WHAT IS BEING ASKED:
Every line of the material below should be copied exactly.

**********

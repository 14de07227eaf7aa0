//! Fall state definitions

use serde::{Deserialize, Serialize};

/// The three possible states of the fall state machine
#[derive(Debug, Clone, Copy, Default, PartialEq, Eq, Serialize, Deserialize)]
#[serde(tag = "state", rename_all = "SCREAMING_SNAKE_CASE")]
pub enum FallState {
    /// Watching for a drop in acceleration
    #[default]
    Idle,
    /// Magnitude fell below the impact threshold at `since_ms`
    InFreeFall { since_ms: u64 },
    /// Fall confirmed at `fired_at_ms`, alert pending
    AlertCountdown { fired_at_ms: u64, cancelled: bool },
}

impl FallState {
    /// Short name, matches the serde tag
    pub fn name(&self) -> &'static str {
        match self {
            FallState::Idle => "IDLE",
            FallState::InFreeFall { .. } => "IN_FREE_FALL",
            FallState::AlertCountdown { .. } => "ALERT_COUNTDOWN",
        }
    }

    /// Is an alert cycle outstanding?
    pub fn is_alerting(&self) -> bool {
        matches!(self, FallState::AlertCountdown { .. })
    }

    /// Get ANSI color code for terminal display
    pub fn color_code(&self) -> &'static str {
        match self {
            FallState::Idle => "\x1b[90m",                // Gray
            FallState::InFreeFall { .. } => "\x1b[33m",   // Yellow
            FallState::AlertCountdown { cancelled: true, .. } => "\x1b[36m", // Cyan
            FallState::AlertCountdown { .. } => "\x1b[31m", // Red
        }
    }

    /// Reset ANSI color
    pub fn color_reset() -> &'static str {
        "\x1b[0m"
    }

    /// Get emoji for state
    pub fn emoji(&self) -> &'static str {
        match self {
            FallState::Idle => "🟢",
            FallState::InFreeFall { .. } => "🟡",
            FallState::AlertCountdown { .. } => "🚨",
        }
    }
}

impl std::fmt::Display for FallState {
    fn fmt(&self, f: &mut std::fmt::Formatter<'_>) -> std::fmt::Result {
        match self {
            FallState::Idle => write!(f, "IDLE"),
            FallState::InFreeFall { since_ms } => write!(f, "IN_FREE_FALL(since={}ms)", since_ms),
            FallState::AlertCountdown { fired_at_ms, cancelled } => {
                write!(f, "ALERT_COUNTDOWN(fired={}ms", fired_at_ms)?;
                if *cancelled {
                    write!(f, ", cancelled")?;
                }
                write!(f, ")")
            }
        }
    }
}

**********

REPLY:
repository 14de07227eaf7aa0
//! Fall state definitions

use serde::{Deserialize, Serialize};

/// The three possible states of the fall state machine
#[derive(Debug, Clone, Copy, Default, PartialEq, Eq, Serialize, Deserialize)]
#[serde(tag = "state", rename_all = "SCREAMING_SNAKE_CASE")]
pub enum FallState {
    /// Watching for a drop in acceleration
    #[default]
    Idle,
    /// Magnitude fell below the impact threshold at `since_ms`
    InFreeFall { since_ms: u64 },
    /// Fall confirmed at `fired_at_ms`, alert pending
    AlertCountdown { fired_at_ms: u64, cancelled: bool },
}

impl FallState {
    /// Short name, matches the serde tag
    pub fn name(&self) -> &'static str {
        match self {
            FallState::Idle => "IDLE",
            FallState::InFreeFall { .. } => "IN_FREE_FALL",
            FallState::AlertCountdown { .. } => "ALERT_COUNTDOWN",
        }
    }

    /// Is an alert cycle outstanding?
    pub fn is_alerting(&self) -> bool {
        matches!(self, FallState::AlertCountdown { .. })
    }

    /// Get ANSI color code for terminal display
    pub fn color_code(&self) -> &'static str {
        match self {
            FallState::Idle => "\x1b[90m",                // Gray
            FallState::InFreeFall { .. } => "\x1b[33m",   // Yellow
            FallState::AlertCountdown { cancelled: true, .. } => "\x1b[36m", // Cyan
            FallState::AlertCountdown { .. } => "\x1b[31m", // Red
        }
    }

    /// Reset ANSI color
    pub fn color_reset() -> &'static str {
        "\x1b[0m"
    }

    /// Get emoji for state
    pub fn emoji(&self) -> &'static str {
        match self {
            FallState::Idle => "🟢",
            FallState::InFreeFall { .. } => "🟡",
            FallState::AlertCountdown { .. } => "🚨",
        }
    }
}

impl std::fmt::Display for FallState {
    fn fmt(&self, f: &mut std::fmt::Formatter<'_>) -> std::fmt::Result {
        match self {
            FallState::Idle => write!(f, "IDLE"),
            FallState::InFreeFall { since_ms } => write!(f, "IN_FREE_FALL(since={}ms)", since_ms),
            FallState::AlertCountdown { fired_at_ms, cancelled } => {
                write!(f, "ALERT_COUNTDOWN(fired={}ms", fired_at_ms)?;
                if *cancelled {
                    write!(f, ", cancelled")?;
                }
                write!(f, ")")
            }
        }
    }
}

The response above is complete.